**Problem description**
Working from the listing below, pick each line containing the word "Validated" and copy it.

**Dataset excerpts**
▽

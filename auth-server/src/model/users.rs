//! Service users storage

use chrono::{DateTime, NaiveDate, Utc};
use derivative::Derivative;
use serde::{Deserialize, Serialize};
use sqlx::prelude::{FromRow, Type};
use thiserror::Error;

#[derive(Debug, Error)]
pub enum Error {
    #[error("User not found")]
    NotFound,
    #[error("{} already taken", .0.map_or("account", Identifier::label))]
    Conflict(Option<Identifier>),
    #[error("Database failure")]
    Database(#[source] sqlx::Error),
}

impl From<sqlx::Error> for Error {
    fn from(err: sqlx::Error) -> Self {
        match &err {
            sqlx::Error::RowNotFound => Self::NotFound,
            sqlx::Error::Database(db_err) if db_err.is_unique_violation() => {
                Self::Conflict(Identifier::from_violation(db_err.message()))
            }
            _ => Self::Database(err),
        }
    }
}

/// Newtype for user id
#[derive(Debug, Clone, Copy, PartialEq, Eq, Hash, Type, Serialize, Deserialize)]
#[sqlx(transparent)]
#[serde(transparent)]
pub struct UserId(i64);

impl From<i64> for UserId {
    fn from(id: i64) -> Self {
        Self(id)
    }
}

impl std::fmt::Display for UserId {
    fn fmt(&self, f: &mut std::fmt::Formatter<'_>) -> std::fmt::Result {
        write!(f, "{}", self.0)
    }
}

/// Unique user identifiers usable as a login account
#[derive(Debug, Clone, Copy, PartialEq, Eq)]
pub enum Identifier {
    Email,
    Username,
    PhoneNumber,
}

impl Identifier {
    /// Human readable identifier name
    pub fn label(self) -> &'static str {
        match self {
            Self::Email => "email",
            Self::Username => "username",
            Self::PhoneNumber => "phone number",
        }
    }

    fn column(self) -> &'static str {
        match self {
            Self::Email => "email",
            Self::Username => "username",
            Self::PhoneNumber => "phone_number",
        }
    }

    /// Figures out the violated column from the SQLite `UNIQUE constraint failed: users.<column>` message
    fn from_violation(message: &str) -> Option<Self> {
        [Self::PhoneNumber, Self::Username, Self::Email]
            .into_iter()
            .find(|id| message.ends_with(&format!("users.{}", id.column())))
    }
}

impl std::fmt::Display for Identifier {
    fn fmt(&self, f: &mut std::fmt::Formatter<'_>) -> std::fmt::Result {
        f.write_str(self.label())
    }
}

/// Stored user record
#[derive(Derivative, Clone, PartialEq, FromRow, Serialize)]
#[derivative(Debug)]
pub struct User {
    pub id: UserId,
    pub fullname: String,
    #[serde(skip_serializing_if = "Option::is_none")]
    pub email: Option<String>,
    #[serde(skip_serializing_if = "Option::is_none")]
    pub username: Option<String>,
    #[serde(skip_serializing_if = "Option::is_none")]
    pub phone_number: Option<String>,
    #[serde(skip)]
    #[derivative(Debug = "ignore")]
    pub password_hash: String,
    #[serde(skip_serializing_if = "Option::is_none")]
    pub birthday: Option<NaiveDate>,
    #[serde(skip_serializing_if = "Option::is_none")]
    pub last_login: Option<DateTime<Utc>>,
    pub created_at: DateTime<Utc>,
    pub updated_at: DateTime<Utc>,
}

const USER_COLUMNS: &str = "id, fullname, email, username, phone_number, password_hash, birthday, \
                            last_login, created_at, updated_at";

impl User {
    /// Fetches user by id
    pub async fn fetch(
        db: impl sqlx::Executor<'_, Database = sqlx::Sqlite>,
        user_id: UserId,
    ) -> Result<Option<Self>, Error> {
        let user = sqlx::query_as(&format!("select {USER_COLUMNS} from users where id = ?"))
            .bind(user_id)
            .fetch_optional(db)
            .await?;

        Ok(user)
    }

    /// Fetches user whose email, username or phone number matches the account
    ///
    /// Should multiple users match, the oldest one is returned.
    pub async fn fetch_by_account(
        db: impl sqlx::Executor<'_, Database = sqlx::Sqlite>,
        account: &str,
    ) -> Result<Option<Self>, Error> {
        let user = sqlx::query_as(&format!(
            "select {USER_COLUMNS} from users \
             where email = ?1 or username = ?1 or phone_number = ?1 \
             order by id limit 1"
        ))
        .bind(account)
        .fetch_optional(db)
        .await?;

        Ok(user)
    }

    /// Checks if any user is identified by the account
    pub async fn account_exists(
        db: impl sqlx::Executor<'_, Database = sqlx::Sqlite>,
        account: &str,
    ) -> Result<bool, Error> {
        let (count,): (i64,) = sqlx::query_as(
            "select count(*) from users where email = ?1 or username = ?1 or phone_number = ?1",
        )
        .bind(account)
        .fetch_one(db)
        .await?;

        Ok(count > 0)
    }

    /// Sets the last login time to now
    pub async fn touch_login(
        db: impl sqlx::Executor<'_, Database = sqlx::Sqlite>,
        user_id: UserId,
    ) -> Result<(), Error> {
        let now = Utc::now();
        let update = sqlx::query("update users set last_login = ?, updated_at = ? where id = ?")
            .bind(now)
            .bind(now)
            .bind(user_id)
            .execute(db)
            .await?;

        if update.rows_affected() == 0 {
            return Err(Error::NotFound);
        }

        Ok(())
    }
}

/// User to be created
#[derive(Derivative, Clone, PartialEq)]
#[derivative(Debug)]
pub struct NewUser {
    pub fullname: String,
    pub email: Option<String>,
    pub username: Option<String>,
    pub phone_number: Option<String>,
    #[derivative(Debug = "ignore")]
    pub password_hash: String,
    pub birthday: Option<NaiveDate>,
}

impl NewUser {
    /// Creates user in the database
    pub async fn create(
        self,
        db: impl sqlx::Executor<'_, Database = sqlx::Sqlite>,
    ) -> Result<UserId, Error> {
        let now = Utc::now();
        let result = sqlx::query(
            "insert into users \
             (fullname, email, username, phone_number, password_hash, birthday, created_at, updated_at) \
             values (?, ?, ?, ?, ?, ?, ?, ?)",
        )
        .bind(self.fullname)
        .bind(self.email)
        .bind(self.username)
        .bind(self.phone_number)
        .bind(self.password_hash)
        .bind(self.birthday)
        .bind(now)
        .bind(now)
        .execute(db)
        .await?;

        Ok(UserId(result.last_insert_rowid()))
    }
}

/// Credentials storage used by the authentication service
#[allow(async_fn_in_trait)]
pub trait UserStore {
    /// Persists a new user. Fails with [`Error::Conflict`] if any identifier is already taken.
    async fn create(&self, user: NewUser) -> Result<UserId, Error>;
    /// Finds user by email, username or phone number
    async fn find_by_account(&self, account: &str) -> Result<User, Error>;
    /// Checks if the value is used as any user identifier
    async fn exists(&self, account: &str) -> Result<bool, Error>;
    async fn find_by_id(&self, user_id: UserId) -> Result<User, Error>;
    async fn update_last_login(&self, user_id: UserId) -> Result<(), Error>;
}

impl UserStore for sqlx::SqlitePool {
    async fn create(&self, user: NewUser) -> Result<UserId, Error> {
        user.create(self).await
    }

    async fn find_by_account(&self, account: &str) -> Result<User, Error> {
        User::fetch_by_account(self, account)
            .await?
            .ok_or(Error::NotFound)
    }

    async fn exists(&self, account: &str) -> Result<bool, Error> {
        User::account_exists(self, account).await
    }

    async fn find_by_id(&self, user_id: UserId) -> Result<User, Error> {
        User::fetch(self, user_id).await?.ok_or(Error::NotFound)
    }

    async fn update_last_login(&self, user_id: UserId) -> Result<(), Error> {
        User::touch_login(self, user_id).await
    }
}
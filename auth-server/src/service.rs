//! HTTP endpoints

use actix_web::http::StatusCode;
use actix_web::error::{InternalError, JsonPayloadError};
use actix_web::web::{Data, Json, JsonConfig, ServiceConfig};
use actix_web::{HttpRequest, HttpResponse, ResponseError, get, post};
use derivative::Derivative;
use serde::{Deserialize, Serialize};
use tracing::error;


use crate::auth::{self, AuthService, ErrorKind, RegisterRequest};
use crate::model::users::{User, UserId};

impl ResponseError for auth::Error {
    fn status_code(&self) -> StatusCode {
        match self.kind() {
            ErrorKind::Validation => StatusCode::BAD_REQUEST,
            ErrorKind::Conflict => StatusCode::CONFLICT,
            ErrorKind::InvalidCredentials | ErrorKind::InvalidToken => StatusCode::UNAUTHORIZED,
            ErrorKind::NotFound => StatusCode::NOT_FOUND,
            ErrorKind::Internal => StatusCode::INTERNAL_SERVER_ERROR,
        }
    }

    fn error_response(&self) -> HttpResponse {
        let error = match self.kind() {
            ErrorKind::Internal => {
                error!(
                    err = self as &(dyn std::error::Error + 'static),
                    "Request failed"
                );
                "internal server error".to_owned()
            }
            _ => self.to_string(),
        };

        HttpResponse::build(self.status_code()).json(ErrorResponse { error })
    }
}

/// Body of every failed request
#[derive(Debug, Serialize)]
struct ErrorResponse {
    error: String,
}

#[derive(Debug, Serialize)]
struct Registered {
    message: &'static str,
    user_id: UserId,
}

#[derive(Derivative, Deserialize)]
#[derivative(Debug)]
struct LoginRequest {
    account: String,
    #[derivative(Debug = "ignore")]
    password: String,
}

#[derive(Debug, Deserialize)]
struct TokenRequest {
    token: String,
}

#[derive(Debug, Serialize)]
struct Issued {
    token: String,
    /// Token lifetime in seconds
    expires_in: i64,
}

#[derive(Debug, Serialize)]
struct Validated {
    user_id: UserId,
    user: User,
}

#[derive(Debug, Serialize)]
struct Health<'a> {
    status: &'static str,
    service: &'a str,
}

/// Name of the service reported by health checks
#[derive(Debug, Clone)]
struct AppName(String);

/// Registers a new user
#[post("/register")]
async fn register(
    auth: Data<AuthService>,
    req: Json<RegisterRequest>,
) -> Result<HttpResponse, auth::Error> {
    let user_id = auth.register(req.into_inner()).await?;

    Ok(HttpResponse::Ok().json(Registered {
        message: "user registered successfully",
        user_id,
    }))
}

/// Exchanges credentials for a session token
#[post("/login")]
async fn login(
    auth: Data<AuthService>,
    req: Json<LoginRequest>,
) -> Result<HttpResponse, auth::Error> {
    let token = auth.login(&req.account, &req.password).await?;

    Ok(HttpResponse::Ok().json(Issued {
        token,
        expires_in: auth.token_lifetime().num_seconds(),
    }))
}

/// Resolves the user owning the session token
#[post("/validate-token")]
async fn validate_token(
    auth: Data<AuthService>,
    req: Json<TokenRequest>,
) -> Result<HttpResponse, auth::Error> {
    let (user_id, user) = auth.validate_token(&req.token).await?;

    Ok(HttpResponse::Ok().json(Validated { user_id, user }))
}

/// Issues a new session token in place of a still valid one
#[post("/refresh-token")]
async fn refresh_token(
    auth: Data<AuthService>,
    req: Json<TokenRequest>,
) -> Result<HttpResponse, auth::Error> {
    let token = auth.refresh_token(&req.token).await?;

    Ok(HttpResponse::Ok().json(Issued {
        token,
        expires_in: auth.token_lifetime().num_seconds(),
    }))
}

#[get("/health")]
async fn health(app_name: Data<AppName>) -> HttpResponse {
    HttpResponse::Ok().json(Health {
        status: "ok",
        service: &app_name.0,
    })
}

/// Reports malformed request bodies the same way as other failures
fn json_error(err: JsonPayloadError, _req: &HttpRequest) -> actix_web::Error {
    let response = HttpResponse::build(err.status_code()).json(ErrorResponse {
        error: err.to_string(),
    });

    InternalError::from_response(err, response).into()
}

/// Returns configuration function for the ActixWeb services
pub fn configure(
    app_name: String,
    auth: AuthService,
) -> impl Fn(&mut ServiceConfig) + Clone {
    let auth = Data::new(auth);
    let app_name = Data::new(AppName(app_name));

    move |cfg: &mut ServiceConfig| {
        cfg.app_data(auth.clone())
            .app_data(app_name.clone())
            .app_data(JsonConfig::default().error_handler(json_error))
            .service(register)
            .service(login)
            .service(validate_token)
            .service(refresh_token)
            .service(health);
    }
}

△

**Answer**
struct Validated {
    Ok(HttpResponse::Ok().json(Validated { user_id, user }))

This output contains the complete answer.